## What needs to be done
As the answer, give every line of the records that includes the word "trait".

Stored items
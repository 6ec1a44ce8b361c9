//! Currency string parsing.

use rust_decimal::Decimal;
use serde::{Deserialize, Serialize};

use super::numbers::first_amount;
use super::units::ParsedQuantity;

/// Scale kept on derived per-unit prices
const UNIT_PRICE_SCALE: u32 = 6;

/// Outcome of parsing one price string
#[derive(Debug, Clone, Copy, PartialEq, Eq)]
pub enum PriceParse {
    /// A real, positive amount
    Amount(Decimal),
    /// Parsed to exactly zero; scrapers emit this for out-of-stock listings
    Zero,
    /// Text present but no amount recognized
    Unparseable,
    /// No text at all
    Missing,
}

impl PriceParse {
    pub fn amount(&self) -> Option<Decimal> {
        match self {
            PriceParse::Amount(amount) => Some(*amount),
            _ => None,
        }
    }
}

/// Where a record's per-unit price came from
#[derive(Debug, Clone, Copy, PartialEq, Eq, Serialize, Deserialize)]
#[serde(rename_all = "snake_case")]
pub enum UnitPriceSource {
    /// Parsed from the retailer's own per-unit price text
    Scraped,
    /// Computed as price / (quantity × multipack count)
    Derived,
}

/// Parse a free-text currency string such as "R123.45" or "R 1 234,56".
pub fn parse_price(text: Option<&str>) -> PriceParse {
    let Some(text) = text.map(str::trim).filter(|t| !t.is_empty()) else {
        return PriceParse::Missing;
    };

    match first_amount(text) {
        Some(amount) if amount.is_zero() => PriceParse::Zero,
        Some(amount) => PriceParse::Amount(amount),
        None => PriceParse::Unparseable,
    }
}

/// Price per base unit (gram, millilitre or each) across the whole pack
pub fn price_per_base_unit(price: Decimal, quantity: &ParsedQuantity) -> Option<Decimal> {
    let total = quantity.pack_total()?;
    if total.is_zero() {
        return None;
    }
    price
        .checked_div(total)
        .map(|per_unit| per_unit.round_dp(UNIT_PRICE_SCALE).normalize())
}
// Price comparison pipeline: normalization, matching, and table building

pub mod processing;

pub use processing::{comparison, matching, normalize};
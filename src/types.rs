use serde::{Deserialize, Serialize};

/// One product listing as captured from a retailer catalog.
///
/// Every field is free text exactly as scraped. The core never mutates it;
/// normalization derives a separate record.
#[derive(Debug, Clone, Default, PartialEq, Serialize, Deserialize)]
pub struct RawProductRecord {
    #[serde(default, alias = "product_name")]
    pub name: Option<String>,
    #[serde(default)]
    pub brand: Option<String>,
    #[serde(default)]
    pub price: Option<String>,
    #[serde(default)]
    pub price_per_unit: Option<String>,
    /// Size, weight or volume ("500g", "6 x 100g", "2L")
    #[serde(default, alias = "size_weight_volume")]
    pub size: Option<String>,
    #[serde(default)]
    pub unit_of_measure: Option<String>,
    #[serde(default)]
    pub category: Option<String>,
    #[serde(default)]
    pub department: Option<String>,
    #[serde(default, alias = "url")]
    pub product_url: Option<String>,
    /// Retailer identifier; filled from the source file name when missing
    #[serde(default)]
    pub retailer: String,
    /// Capture timestamp, RFC 3339 or `%Y-%m-%d %H:%M:%S`
    #[serde(default, alias = "scrape_date")]
    pub captured_at: Option<String>,
}

impl RawProductRecord {
    /// Convenience constructor used by loaders and tests
    pub fn new(retailer: impl Into<String>, name: impl Into<String>) -> Self {
        Self {
            retailer: retailer.into(),
            name: Some(name.into()),
            ..Self::default()
        }
    }

    pub fn with_price(mut self, price: impl Into<String>) -> Self {
        self.price = Some(price.into());
        self
    }

    pub fn with_size(mut self, size: impl Into<String>) -> Self {
        self.size = Some(size.into());
        self
    }

    pub fn with_brand(mut self, brand: impl Into<String>) -> Self {
        self.brand = Some(brand.into());
        self
    }

    pub fn with_url(mut self, url: impl Into<String>) -> Self {
        self.product_url = Some(url.into());
        self
    }

    pub fn with_category(mut self, category: impl Into<String>) -> Self {
        self.category = Some(category.into());
        self
    }
}
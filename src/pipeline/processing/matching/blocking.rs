use crate::pipeline::processing::normalize::NormalizedProductRecord;

/// Pre-filter deciding which cross-retailer pairs are worth scoring.
///
/// Blocking only prunes candidate pairs. Clustering over the surviving
/// edges is unchanged.
pub trait BlockingStrategy: Send + Sync {
    fn name(&self) -> &'static str;

    /// Whether the pair should be scored at all
    fn may_match(&self, a: &NormalizedProductRecord, b: &NormalizedProductRecord) -> bool;
}

/// Scores every cross-retailer pair
#[derive(Debug, Clone, Copy, Default)]
pub struct NoBlocking;

impl BlockingStrategy for NoBlocking {
    fn name(&self) -> &'static str {
        "none"
    }

    fn may_match(&self, _a: &NormalizedProductRecord, _b: &NormalizedProductRecord) -> bool {
        true
    }
}

/// Only scores pairs whose categories agree; a missing category matches anything
#[derive(Debug, Clone, Copy, Default)]
pub struct CategoryBlocking;

impl BlockingStrategy for CategoryBlocking {
    fn name(&self) -> &'static str {
        "category"
    }

    fn may_match(&self, a: &NormalizedProductRecord, b: &NormalizedProductRecord) -> bool {
        match (&a.category, &b.category) {
            (Some(ca), Some(cb)) => ca.eq_ignore_ascii_case(cb),
            _ => true,
        }
    }
}
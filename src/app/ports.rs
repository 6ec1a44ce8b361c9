use crate::pipeline::processing::comparison::ComparisonTable;
use crate::pipeline::processing::normalize::NormalizedProductRecord;

/// Export seam for finished comparison results
pub trait ComparisonOutputPort: Send + Sync {
    fn write_table(&self, table: &ComparisonTable) -> anyhow::Result<()>;

    /// Diagnostic export of every normalized record; ignored by default
    fn write_normalized(&self, _records: &[NormalizedProductRecord]) -> anyhow::Result<()> {
        Ok(())
    }
}
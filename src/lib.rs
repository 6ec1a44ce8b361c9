pub mod config;
pub mod error;
pub mod logging;
pub mod observability;
pub mod pipeline;
pub mod types;

// Layered boundaries for application and infrastructure
pub mod app;
pub mod infra;

pub use app::{ComparisonRun, ComparisonUseCase};
pub use config::Config;
pub use error::{CompareError, Result};
pub use types::RawProductRecord;
use thiserror::Error;

#[derive(Error, Debug)]
pub enum CompareError {
    #[error("JSON deserialization failed: {0}")]
    Json(#[from] serde_json::Error),

    #[error("TOML deserialization failed: {0}")]
    Toml(#[from] toml::de::Error),

    #[error("I/O error: {0}")]
    Io(#[from] std::io::Error),

    #[error("Configuration error: {0}")]
    Config(String),

    #[error("Match threshold must be within 0..=100, got {0}")]
    InvalidThreshold(f64),
}

pub type Result<T> = std::result::Result<T, CompareError>;
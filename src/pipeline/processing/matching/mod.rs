//! Cross-retailer product matching.
//!
//! Pairs of records from different retailers are scored on their canonical
//! names; pairs at or above the threshold become candidate edges, and a
//! [`ClusterPolicy`] turns the edges into product clusters.

pub mod blocking;
pub mod cluster;
pub mod similarity;

use rayon::prelude::*;
use serde::{Deserialize, Serialize};
use std::collections::HashSet;
use tracing::{debug, info, warn};

use crate::error::{CompareError, Result};
use crate::pipeline::processing::normalize::NormalizedProductRecord;
use blocking::{BlockingStrategy, CategoryBlocking, NoBlocking};
use cluster::{ClusterPolicy, ClusteringReport, ConnectedComponents, MatchEdge, StrictPairwise};
use similarity::{SimilarityMetric, TokenSortLevenshtein, TokenSortRatio};

/// Minimum similarity for two listings to count as the same product
pub const DEFAULT_MATCH_THRESHOLD: f64 = 80.0;

#[derive(Debug, Clone, Copy, PartialEq, Eq, Default, Serialize, Deserialize)]
#[serde(rename_all = "snake_case")]
pub enum MetricKind {
    #[default]
    TokenSortRatio,
    TokenSortLevenshtein,
}

#[derive(Debug, Clone, Copy, PartialEq, Eq, Default, Serialize, Deserialize)]
#[serde(rename_all = "snake_case")]
pub enum ClusterPolicyKind {
    #[default]
    ConnectedComponents,
    StrictPairwise,
}

#[derive(Debug, Clone, Copy, PartialEq, Eq, Default, Serialize, Deserialize)]
#[serde(rename_all = "snake_case")]
pub enum BlockingKind {
    #[default]
    None,
    Category,
}

/// Configuration for the matching stage
#[derive(Debug, Clone, PartialEq, Serialize, Deserialize)]
#[serde(default)]
pub struct MatchingConfig {
    /// Similarity threshold on a 0..=100 scale
    pub threshold: f64,
    pub metric: MetricKind,
    pub cluster_policy: ClusterPolicyKind,
    pub blocking: BlockingKind,
}

impl Default for MatchingConfig {
    fn default() -> Self {
        Self {
            threshold: DEFAULT_MATCH_THRESHOLD,
            metric: MetricKind::default(),
            cluster_policy: ClusterPolicyKind::default(),
            blocking: BlockingKind::default(),
        }
    }
}

impl MatchingConfig {
    pub fn validate(&self) -> Result<()> {
        if !(0.0..=100.0).contains(&self.threshold) {
            return Err(CompareError::InvalidThreshold(self.threshold));
        }
        Ok(())
    }
}

/// Records judged to be the same product, at most one per retailer
#[derive(Debug, Clone, PartialEq, Serialize)]
pub struct ProductCluster {
    members: Vec<NormalizedProductRecord>,
}

impl ProductCluster {
    /// Members are kept in input order
    pub fn new(mut members: Vec<NormalizedProductRecord>) -> Self {
        members.sort_by_key(|m| m.source_index);
        Self { members }
    }

    pub fn members(&self) -> &[NormalizedProductRecord] {
        &self.members
    }

    pub fn len(&self) -> usize {
        self.members.len()
    }

    pub fn is_empty(&self) -> bool {
        self.members.is_empty()
    }

    pub fn retailers(&self) -> Vec<&str> {
        self.members.iter().map(|m| m.retailer.as_str()).collect()
    }

    /// Number of distinct retailers among the members
    pub fn retailer_count(&self) -> usize {
        self.members
            .iter()
            .map(|m| m.retailer.as_str())
            .collect::<HashSet<_>>()
            .len()
    }

    pub fn member_for(&self, retailer: &str) -> Option<&NormalizedProductRecord> {
        self.members.iter().find(|m| m.retailer == retailer)
    }

    /// Smallest input index among the members
    pub fn first_index(&self) -> Option<usize> {
        self.members.first().map(|m| m.source_index)
    }
}

/// Result of one matching run
#[derive(Debug, Clone, Default)]
pub struct MatchOutcome {
    pub clusters: Vec<ProductCluster>,
    pub edges: Vec<MatchEdge>,
    pub report: ClusteringReport,
}

/// Scores cross-retailer pairs and clusters the matches
pub struct MatchingEngine {
    threshold: f64,
    metric: Box<dyn SimilarityMetric>,
    policy: Box<dyn ClusterPolicy>,
    blocking: Box<dyn BlockingStrategy>,
}

impl MatchingEngine {
    pub fn new(config: &MatchingConfig) -> Self {
        let metric: Box<dyn SimilarityMetric> = match config.metric {
            MetricKind::TokenSortRatio => Box::new(TokenSortRatio),
            MetricKind::TokenSortLevenshtein => Box::new(TokenSortLevenshtein),
        };
        let policy: Box<dyn ClusterPolicy> = match config.cluster_policy {
            ClusterPolicyKind::ConnectedComponents => Box::new(ConnectedComponents),
            ClusterPolicyKind::StrictPairwise => Box::new(StrictPairwise),
        };
        let blocking: Box<dyn BlockingStrategy> = match config.blocking {
            BlockingKind::None => Box::new(NoBlocking),
            BlockingKind::Category => Box::new(CategoryBlocking),
        };
        Self::with_parts(config.threshold, metric, policy, blocking)
    }

    pub fn with_parts(
        threshold: f64,
        metric: Box<dyn SimilarityMetric>,
        policy: Box<dyn ClusterPolicy>,
        blocking: Box<dyn BlockingStrategy>,
    ) -> Self {
        Self {
            threshold,
            metric,
            policy,
            blocking,
        }
    }

    pub fn threshold(&self) -> f64 {
        self.threshold
    }

    pub fn policy_name(&self) -> &'static str {
        self.policy.name()
    }

    /// All cross-retailer pairs scoring at or above the threshold, ordered by (a, b)
    pub fn candidate_edges(&self, records: &[NormalizedProductRecord]) -> Vec<MatchEdge> {
        let keys: Vec<String> = records
            .par_iter()
            .map(|r| self.metric.key(&r.canonical_name))
            .collect();
        let keys = &keys;

        (0..records.len())
            .into_par_iter()
            .flat_map_iter(|i| {
                ((i + 1)..records.len()).filter_map(move |j| {
                    let (a, b) = (&records[i], &records[j]);
                    if a.retailer == b.retailer || !self.blocking.may_match(a, b) {
                        return None;
                    }
                    let score = self.metric.compare(&keys[i], &keys[j]);
                    (score >= self.threshold).then(|| MatchEdge::new(i, j, score))
                })
            })
            .collect()
    }

    /// Score, link and cluster a normalized batch
    pub fn match_records(&self, records: &[NormalizedProductRecord]) -> MatchOutcome {
        let edges = self.candidate_edges(records);
        for edge in &edges {
            debug!(
                a = %records[edge.a].canonical_text(),
                b = %records[edge.b].canonical_text(),
                score = edge.score,
                "Matched"
            );
        }

        let retailers: Vec<&str> = records.iter().map(|r| r.retailer.as_str()).collect();
        let assignment = self.policy.assign(&retailers, &edges);

        if assignment.report.retailer_conflicts > 0 {
            warn!(
                conflicts = assignment.report.retailer_conflicts,
                ejected = assignment.report.ejected.len(),
                policy = self.policy.name(),
                "Resolved same-retailer conflicts while clustering"
            );
        }

        let clusters: Vec<ProductCluster> = assignment
            .groups
            .iter()
            .map(|group| ProductCluster::new(group.iter().map(|&i| records[i].clone()).collect()))
            .collect();

        info!(
            records = records.len(),
            edges = edges.len(),
            clusters = clusters.len(),
            metric = self.metric.name(),
            policy = self.policy.name(),
            blocking = self.blocking.name(),
            threshold = self.threshold,
            "Matching complete"
        );

        MatchOutcome {
            clusters,
            edges,
            report: assignment.report,
        }
    }
}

## Task result
pub trait BlockingStrategy: Send + Sync {
pub trait ComparisonOutputPort: Send + Sync {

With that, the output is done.